Bhubaneswar, Odisha (June 2025): New govt rules claim to bring relief to those who are unable to monetize their land to meet urgent needs such as medical treatment, education, or other expenses and replace years of stringent rules that had frozen land transactions in many urban areas. This amendment allows part sale of plots up to 500 sqm without approval, easing land transactions for owners and developers, even with multiple co-owners. However, the sold plots cannot be used for real estate purposes, directly. Though the age-old Jokepal Jugaad will always remain open for smart deal-makers and officially civil messiahs.

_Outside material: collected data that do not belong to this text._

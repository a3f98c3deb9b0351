//! Arena-backed node storage and the node-level algorithms.
//!
//! Children are owned through the arena (forward edges), parents are plain
//! `Index` back edges. Tearing a subtree down frees its slots; generational
//! indices keep stale handles from aliasing new nodes.

use std::collections::HashMap;

use generational_arena::{Arena, Index};
use tracing::{debug, instrument};

use crate::domain::item::{NodeId, TreeDataItem};
use crate::domain::snapshot::{fingerprint, NodeSnapshot};

/// One element of a checkbox tree.
#[derive(Debug)]
pub struct TreeNode<T> {
    pub id: NodeId,
    /// Caller payload, opaque to the tree
    pub data: T,
    /// Index of parent node in the arena, None for root nodes
    pub parent: Option<Index>,
    /// Child indices; None if the node never had children data
    pub children: Option<Vec<Index>>,
    pub expanded: bool,
    pub checked: bool,
    pub indeterminate: bool,
}

impl<T> TreeNode<T> {
    fn new(id: NodeId, data: T, parent: Option<Index>) -> Self {
        Self {
            id,
            data,
            parent,
            children: None,
            expanded: false,
            checked: false,
            indeterminate: false,
        }
    }

    /// True iff children are present and non-empty.
    pub fn has_children(&self) -> bool {
        self.children.as_ref().is_some_and(|c| !c.is_empty())
    }

    pub fn is_root(&self) -> bool {
        self.parent.is_none()
    }

    pub fn child_indices(&self) -> &[Index] {
        self.children.as_deref().unwrap_or(&[])
    }
}

/// Storage for all nodes of one tree plus the id registry.
#[derive(Debug)]
pub struct TreeArena<T> {
    arena: Arena<TreeNode<T>>,
    registry: HashMap<NodeId, Index>,
}

impl<T> Default for TreeArena<T> {
    fn default() -> Self {
        Self::new()
    }
}

impl<T> TreeArena<T> {
    pub fn new() -> Self {
        Self {
            arena: Arena::new(),
            registry: HashMap::new(),
        }
    }

    pub fn get_node(&self, idx: Index) -> Option<&TreeNode<T>> {
        self.arena.get(idx)
    }

    /// O(1) registry lookup.
    pub fn index_of(&self, id: &str) -> Option<Index> {
        self.registry.get(id).copied()
    }

    /// Number of registered ids.
    pub fn len(&self) -> usize {
        self.registry.len()
    }

    pub fn is_empty(&self) -> bool {
        self.registry.is_empty()
    }

    /// Every registered node, in registry order.
    pub fn registered(&self) -> impl Iterator<Item = &TreeNode<T>> + '_ {
        self.registry.values().filter_map(|&idx| self.arena.get(idx))
    }

    /// Construct a node and its nested children under `parent`.
    ///
    /// The new node is appended to the parent's children. Ids are registered
    /// after the whole subtree exists, children before their parent, so a later
    /// registration of a duplicate id replaces the earlier one.
    #[instrument(level = "trace", skip(self, item))]
    pub fn build(&mut self, item: TreeDataItem<T>, parent: Option<Index>) -> Index {
        let mut stack = Vec::new();
        let top = self.insert_item(item, parent, &mut stack);

        while let Some((item, parent_idx)) = stack.pop() {
            self.insert_item(item, Some(parent_idx), &mut stack);
        }

        self.register_subtree(top);
        top
    }

    fn insert_item(
        &mut self,
        item: TreeDataItem<T>,
        parent: Option<Index>,
        pending: &mut Vec<(TreeDataItem<T>, Index)>,
    ) -> Index {
        let TreeDataItem { id, children, data } = item;
        let idx = self.arena.insert(TreeNode::new(id, data, parent));

        if let Some(parent_idx) = parent {
            if let Some(parent) = self.arena.get_mut(parent_idx) {
                parent.children.get_or_insert_with(Vec::new).push(idx);
            }
        }

        if let Some(children) = children {
            if let Some(node) = self.arena.get_mut(idx) {
                node.children = Some(Vec::with_capacity(children.len()));
            }
            // Reverse so children are linked left-to-right
            for child in children.into_iter().rev() {
                pending.push((child, idx));
            }
        }

        idx
    }

    fn register_subtree(&mut self, idx: Index) {
        for node_idx in self.postorder(idx) {
            if let Some(node) = self.arena.get(node_idx) {
                if let Some(previous) = self.registry.insert(node.id.clone(), node_idx) {
                    debug!(
                        "id {} registered twice, later node wins ({:?} -> {:?})",
                        node.id, previous, node_idx
                    );
                }
            }
        }
    }

    /// Distance from the root, computed from the parent chain.
    pub fn depth(&self, idx: Index) -> usize {
        let mut depth = 0;
        let mut current = self.arena.get(idx).and_then(|n| n.parent);
        while let Some(parent_idx) = current {
            depth += 1;
            current = self.arena.get(parent_idx).and_then(|n| n.parent);
        }
        depth
    }

    #[instrument(level = "trace", skip(self))]
    pub fn expand(&mut self, idx: Index, flag: bool) {
        if let Some(node) = self.arena.get_mut(idx) {
            node.expanded = flag;
        }
    }

    /// Set the check state of a node and its whole subtree, then re-derive
    /// every ancestor.
    #[instrument(level = "trace", skip(self))]
    pub fn check(&mut self, idx: Index, flag: bool) {
        self.set_subtree_checked(idx, flag);
        let parent = self.arena.get(idx).and_then(|n| n.parent);
        self.refresh_ancestors(parent);
    }

    fn set_subtree_checked(&mut self, idx: Index, flag: bool) {
        let mut stack = vec![idx];
        while let Some(current) = stack.pop() {
            if let Some(node) = self.arena.get_mut(current) {
                node.checked = flag;
                node.indeterminate = false;
                stack.extend(node.child_indices().iter().rev().copied());
            }
        }
    }

    /// Recompute checked/indeterminate for `start` and each node above it.
    ///
    /// A node with zero children keeps its last `checked` value.
    fn refresh_ancestors(&mut self, start: Option<Index>) {
        let mut current = start;
        while let Some(idx) = current {
            let Some(node) = self.arena.get(idx) else {
                break;
            };
            let children = node.child_indices();
            let all_checked = !children.is_empty()
                && children
                    .iter()
                    .all(|&c| self.arena.get(c).is_some_and(|child| child.checked));
            let any_marked = children.iter().any(|&c| {
                self.arena
                    .get(c)
                    .is_some_and(|child| child.checked || child.indeterminate)
            });
            let keep_checked = children.is_empty() && node.checked;

            let Some(node) = self.arena.get_mut(idx) else {
                break;
            };
            node.checked = all_checked || keep_checked;
            node.indeterminate = !node.checked && any_marked;
            current = node.parent;
        }
    }

    /// Attach a new subtree under `parent`.
    ///
    /// A checked parent force-checks the new subtree. Ancestors are not
    /// re-derived.
    #[instrument(level = "trace", skip(self, item))]
    pub fn add(&mut self, parent: Index, item: TreeDataItem<T>) -> Option<Index> {
        let parent_checked = self.arena.get(parent)?.checked;
        let idx = self.build(item, Some(parent));
        if parent_checked {
            self.set_subtree_checked(idx, true);
        }
        Some(idx)
    }

    /// Detach a node, tear down its subtree and re-derive the former parent
    /// chain. Returns false if the handle is stale.
    #[instrument(level = "trace", skip(self))]
    pub fn remove(&mut self, idx: Index) -> bool {
        let Some(node) = self.arena.get(idx) else {
            return false;
        };
        let parent = node.parent;

        if let Some(parent_idx) = parent {
            if let Some(children) = self
                .arena
                .get_mut(parent_idx)
                .and_then(|p| p.children.as_mut())
            {
                children.retain(|&c| c != idx);
            }
        }

        for node_idx in self.postorder(idx) {
            if let Some(removed) = self.arena.remove(node_idx) {
                // Only drop the registry slot if it still points here
                if self.registry.get(&removed.id) == Some(&node_idx) {
                    self.registry.remove(&removed.id);
                }
            }
        }

        self.refresh_ancestors(parent);
        true
    }

    /// Visible pre-order rows starting at `idx`.
    pub fn flatten(&self, idx: Index) -> FlattenIter<'_, T> {
        FlattenIter::new(self, idx)
    }

    pub fn snapshot(&self, idx: Index) -> Option<NodeSnapshot<'_, T>> {
        let node = self.arena.get(idx)?;
        Some(snapshot_of(node, self.depth(idx)))
    }

    /// Full pre-order subtree, ignoring expansion.
    pub fn preorder(&self, idx: Index) -> PreOrderIterator<'_, T> {
        PreOrderIterator::new(self, idx)
    }

    /// Post-order handles of a subtree (children first, then self).
    fn postorder(&self, idx: Index) -> Vec<Index> {
        let mut order = Vec::new();
        let mut stack = vec![(idx, false)];
        while let Some((current, visited)) = stack.pop() {
            if visited {
                order.push(current);
                continue;
            }
            if let Some(node) = self.arena.get(current) {
                stack.push((current, true));
                for &child in node.child_indices().iter().rev() {
                    stack.push((child, false));
                }
            }
        }
        order
    }
}

fn snapshot_of<T>(node: &TreeNode<T>, depth: usize) -> NodeSnapshot<'_, T> {
    NodeSnapshot {
        id: &node.id,
        expanded: node.expanded,
        depth,
        checked: node.checked,
        indeterminate: node.indeterminate,
        has_children: node.has_children(),
        key: fingerprint(&node.id, node.checked, node.indeterminate, node.expanded),
        data: &node.data,
    }
}

/// Lazily walks the visible rows of a subtree: a node's children are only
/// entered when it is expanded.
pub struct FlattenIter<'a, T> {
    arena: &'a TreeArena<T>,
    stack: Vec<(Index, usize)>,
}

impl<'a, T> FlattenIter<'a, T> {
    fn new(arena: &'a TreeArena<T>, idx: Index) -> Self {
        let mut stack = Vec::new();
        if arena.get_node(idx).is_some() {
            stack.push((idx, arena.depth(idx)));
        }
        Self { arena, stack }
    }
}

impl<'a, T> Iterator for FlattenIter<'a, T> {
    type Item = NodeSnapshot<'a, T>;

    fn next(&mut self) -> Option<Self::Item> {
        while let Some((current, depth)) = self.stack.pop() {
            if let Some(node) = self.arena.get_node(current) {
                if node.expanded {
                    for &child in node.child_indices().iter().rev() {
                        self.stack.push((child, depth + 1));
                    }
                }
                return Some(snapshot_of(node, depth));
            }
        }
        None
    }
}

pub struct PreOrderIterator<'a, T> {
    arena: &'a TreeArena<T>,
    stack: Vec<Index>,
}

impl<'a, T> PreOrderIterator<'a, T> {
    fn new(arena: &'a TreeArena<T>, idx: Index) -> Self {
        Self {
            arena,
            stack: vec![idx],
        }
    }
}

impl<'a, T> Iterator for PreOrderIterator<'a, T> {
    type Item = (Index, &'a TreeNode<T>);

    fn next(&mut self) -> Option<Self::Item> {
        while let Some(current) = self.stack.pop() {
            if let Some(node) = self.arena.get_node(current) {
                // Push children in reverse order for left-to-right traversal
                for &child in node.child_indices().iter().rev() {
                    self.stack.push(child);
                }
                return Some((current, node));
            }
        }
        None
    }
}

ODA (Planning & Building Standard) Second Amendment Rules, allowing part sale of plots and without approval for patches of land up to 500 square meters in size. If a layout is already approved by authorities, no extra space needs to be left when plots are further split. Agricultural plots are exempt from sub-division layout rules if they retain their agricultural status and so land conversion process will now become a more lucrative source of income for land revenue officers, authorities & co, who’re already thriving inside very honest alternative systems!

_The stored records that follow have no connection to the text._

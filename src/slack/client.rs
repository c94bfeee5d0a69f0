//! Slack API client module
//!
//! Read-only access to channels, channel history and thread replies.

use async_trait::async_trait;
use chrono::{DateTime, Duration, TimeZone, Utc};
use slack_morphism::errors::SlackClientError;
use slack_morphism::hyper_tokio::{SlackClientHyperConnector, SlackHyperClient};
use slack_morphism::prelude::*;
use std::collections::HashMap;
use std::sync::Arc;
use tracing::{debug, info, warn};

use super::MessageSource;
use crate::core::models::{Channel, Message, ThreadReference};
use crate::errors::DigestError;
use crate::lifecycle::ChannelCache;
use crate::utils::filters::filter_content_messages;

// Build the Slack client connector without panicking.
// If connector construction fails, store None and surface an error at call sites.
static SLACK_CLIENT: std::sync::LazyLock<Option<SlackHyperClient>> =
    std::sync::LazyLock::new(|| match SlackClientHyperConnector::new() {
        Ok(connector) => Some(SlackHyperClient::new(connector)),
        Err(e) => {
            warn!("Failed to create Slack HTTP connector: {}", e);
            None
        }
    });

const PAGE_LIMIT: u16 = 1000;
const MAX_PAGES: usize = 20;

/// Slack API client
pub struct SlackClient {
    token: SlackApiToken,
    channels: Arc<ChannelCache>,
}

impl SlackClient {
    #[must_use]
    pub fn new(token: String) -> Self {
        Self::with_channel_cache(token, Arc::new(ChannelCache::in_memory()))
    }

    /// Name lookups go through `channels`, shared with whoever else lists channels.
    #[must_use]
    pub fn with_channel_cache(token: String, channels: Arc<ChannelCache>) -> Self {
        Self {
            token: SlackApiToken::new(SlackApiTokenValue::new(token)),
            channels,
        }
    }

    fn connector(fallback: fn(String) -> DigestError) -> Result<&'static SlackHyperClient, DigestError> {
        SLACK_CLIENT
            .as_ref()
            .ok_or_else(|| fallback("Slack HTTP connector not initialized".to_string()))
    }

    /// Resolves a channel name (with or without `#`) or ID to its ID via the shared cache.
    async fn resolve_channel_id(&self, channel_name: &str) -> Result<String, DigestError> {
        let channel = self.channels.resolve(self, channel_name).await?;
        Ok(channel.id)
    }

    async fn channel_history(
        &self,
        channel_id: &str,
        oldest: &SlackTs,
    ) -> Result<Vec<SlackHistoryMessage>, DigestError> {
        let session = Self::connector(DigestError::ChannelFetchFailure)?.open_session(&self.token);
        let mut messages = Vec::new();
        let mut cursor: Option<SlackCursorId> = None;

        for _ in 0..MAX_PAGES {
            let mut request = SlackApiConversationsHistoryRequest::new()
                .with_channel(SlackChannelId(channel_id.to_string()))
                .with_oldest(oldest.clone())
                .with_limit(PAGE_LIMIT);
            if let Some(c) = cursor.take() {
                request = request.with_cursor(c);
            }

            let result = session
                .conversations_history(&request)
                .await
                .map_err(|e| slack_error(&e, DigestError::ChannelFetchFailure))?;

            messages.extend(result.messages);
            cursor = next_cursor(result.response_metadata.as_ref());
            if cursor.is_none() {
                break;
            }
        }

        Ok(messages)
    }

    async fn thread_replies(
        &self,
        reference: &ThreadReference,
    ) -> Result<Vec<SlackHistoryMessage>, DigestError> {
        let session = Self::connector(DigestError::ThreadFetchFailure)?.open_session(&self.token);
        let mut messages = Vec::new();
        let mut cursor: Option<SlackCursorId> = None;

        for _ in 0..MAX_PAGES {
            let mut request = SlackApiConversationsRepliesRequest::new(
                SlackChannelId(reference.channel_id.clone()),
                SlackTs(reference.ts.clone()),
            )
            .with_limit(PAGE_LIMIT);
            if let Some(c) = cursor.take() {
                request = request.with_cursor(c);
            }

            let result = session
                .conversations_replies(&request)
                .await
                .map_err(|e| slack_error(&e, DigestError::ThreadFetchFailure))?;

            messages.extend(result.messages);
            cursor = next_cursor(result.response_metadata.as_ref());
            if cursor.is_none() {
                break;
            }
        }

        Ok(messages)
    }

    /// Returns the user's real name, then display name, falling back to the raw ID.
    pub async fn get_user_info(&self, user_id: &str) -> String {
        let Some(client) = SLACK_CLIENT.as_ref() else {
            return user_id.to_string();
        };
        let session = client.open_session(&self.token);
        let user_info_req = SlackApiUsersInfoRequest::new(SlackUserId(user_id.to_string()));

        match session.users_info(&user_info_req).await {
            Ok(info) => info
                .user
                .profile
                .as_ref()
                .and_then(|p| p.real_name.clone())
                .filter(|n| !n.is_empty())
                .or_else(|| {
                    info.user
                        .profile
                        .as_ref()
                        .and_then(|p| p.display_name.clone())
                        .filter(|n| !n.is_empty())
                })
                .unwrap_or_else(|| user_id.to_string()),
            Err(e) => {
                warn!("Failed to fetch user info for {}: {:?}", user_id, e);
                user_id.to_string()
            }
        }
    }

    /// Filters noise, resolves author names and orders messages oldest first.
    async fn to_messages(&self, raw: Vec<SlackHistoryMessage>) -> Vec<Message> {
        let content = filter_content_messages(raw);
        let mut names: HashMap<String, String> = HashMap::new();

        for msg in &content {
            let Some(user_id) = msg.sender.user.as_ref().map(|u| u.0.clone()) else {
                continue;
            };
            if !names.contains_key(&user_id) {
                let name = self.get_user_info(&user_id).await;
                names.insert(user_id, name);
            }
        }

        build_messages(content, &names)
    }
}

/// Converts history into [`Message`]s, oldest first. Noise is dropped; authors
/// missing from `names` keep their raw user ID.
#[must_use]
pub fn build_messages(
    raw: Vec<SlackHistoryMessage>,
    names: &HashMap<String, String>,
) -> Vec<Message> {
    let mut out: Vec<Message> = filter_content_messages(raw)
        .into_iter()
        .filter_map(|msg| {
            let user_id = msg.sender.user.as_ref()?.0.clone();
            let Some(timestamp) = parse_slack_ts(&msg.origin.ts.0) else {
                debug!("Skipping message with unparsable ts {}", msg.origin.ts.0);
                return None;
            };
            let author = names.get(&user_id).cloned().unwrap_or(user_id);
            Some(Message {
                author,
                text: msg.content.text.unwrap_or_default(),
                timestamp,
            })
        })
        .collect();

    out.sort_by_key(|m| m.timestamp);
    out
}

#[async_trait]
impl MessageSource for SlackClient {
    async fn list_channels(&self) -> Result<Vec<Channel>, DigestError> {
        let session = Self::connector(DigestError::ChannelFetchFailure)?.open_session(&self.token);
        let mut channels = Vec::new();
        let mut cursor: Option<SlackCursorId> = None;

        for _ in 0..MAX_PAGES {
            let mut request = SlackApiConversationsListRequest::new()
                .with_exclude_archived(true)
                .with_limit(PAGE_LIMIT);
            if let Some(c) = cursor.take() {
                request = request.with_cursor(c);
            }

            let result = session
                .conversations_list(&request)
                .await
                .map_err(|e| slack_error(&e, DigestError::ChannelFetchFailure))?;

            channels.extend(result.channels.into_iter().filter_map(|info| {
                info.name.map(|name| Channel {
                    id: info.id.0,
                    name,
                })
            }));
            cursor = next_cursor(result.response_metadata.as_ref());
            if cursor.is_none() {
                break;
            }
        }

        info!("Listed {} channels", channels.len());
        Ok(channels)
    }

    async fn fetch_channel_messages(
        &self,
        channel_name: &str,
        since_days: i64,
    ) -> Result<Vec<Message>, DigestError> {
        let channel_id = self.resolve_channel_id(channel_name).await?;
        let oldest = oldest_ts(Utc::now(), since_days);
        info!(
            "Fetching history for {} ({}) since {}",
            channel_name, channel_id, oldest.0
        );

        let raw = self.channel_history(&channel_id, &oldest).await?;
        let messages = self.to_messages(raw).await;
        info!("Collected {} messages from {}", messages.len(), channel_name);
        Ok(messages)
    }

    async fn fetch_thread(&self, reference: &ThreadReference) -> Result<Vec<Message>, DigestError> {
        info!("Fetching thread {}", reference);
        let raw = self.thread_replies(reference).await?;
        let messages = self.to_messages(raw).await;
        info!("Collected {} thread messages", messages.len());
        Ok(messages)
    }
}

fn slack_error(error: &SlackClientError, fallback: fn(String) -> DigestError) -> DigestError {
    DigestError::from_slack(error, fallback)
}

fn next_cursor(metadata: Option<&SlackResponseMetadata>) -> Option<SlackCursorId> {
    metadata
        .and_then(|m| m.next_cursor.clone())
        .filter(|c| !c.0.is_empty())
}

/// Finds a channel by ID or by case-insensitive name, ignoring a leading `#`.
#[must_use]
pub fn find_channel<'a>(channels: &'a [Channel], name_or_id: &str) -> Option<&'a Channel> {
    let wanted = name_or_id.trim().trim_start_matches('#');
    channels
        .iter()
        .find(|c| c.id == wanted)
        .or_else(|| channels.iter().find(|c| c.name.eq_ignore_ascii_case(wanted)))
}

/// Oldest timestamp of the lookback window; negative day counts clamp to zero.
/// Windows reaching past the representable range start at the Unix epoch.
#[must_use]
pub fn oldest_ts(now: DateTime<Utc>, since_days: i64) -> SlackTs {
    let oldest = Duration::try_days(since_days.max(0))
        .and_then(|window| now.checked_sub_signed(window))
        .map_or(0, |oldest| oldest.timestamp().max(0));
    SlackTs(format!("{oldest}.000000"))
}

/// Parses a Slack `ts` (`seconds.micros`) into a UTC instant.
#[must_use]
pub fn parse_slack_ts(ts: &str) -> Option<DateTime<Utc>> {
    let (secs, frac) = ts.split_once('.').unwrap_or((ts, "0"));
    let secs: i64 = secs.parse().ok()?;
    let micros: u32 = format!("{frac:0<6}").get(..6)?.parse().ok()?;
    Utc.timestamp_opt(secs, micros * 1000).single()
}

Regulations still require all sold plots to have road access, which may hinder development in some regions with less politically affiliated builders. Moreover, the overlap with RERA (Real Estate Regulatory Authority) regulations could lead to legal ambiguities, as noted by some legal commentators and citizens.
Developers must leave some space open, depending on how big the plot is. Such open areas may be used for roads, public utilities, or parks. In case of town planning schemes, open space reservation requirements are waived for further sub-division of final plots.
FAR (how much you can build based on your plot size) depends on road width for most buildings. Such restrictions won’t apply to low-risk buildings (like small houses). Industrial buildings must provide loading zones, but no parking is needed for small plots up to 300 square metre.
Affordable Housing Requirements: Large land plots must keep 10 – 20% of the land for smaller, affordable plots – 10% if land is 0.4–1 hectare. 20% if over 1 hectare. The regulations are expected to significantly impact urban development by clearing plot registration backlogs, liquidation of fixed assets and streamlining construction approvals for big builders and developers. The small land owners and independent house builders can be grossly ignored in this whole new game.
Like many other states, ultimate goal here sounds like pushing more dwellers into housing societies and apartment blocks for total control over lifestyles of commoners and further ease items like surveillance and monopoly business for all stakeholders involved.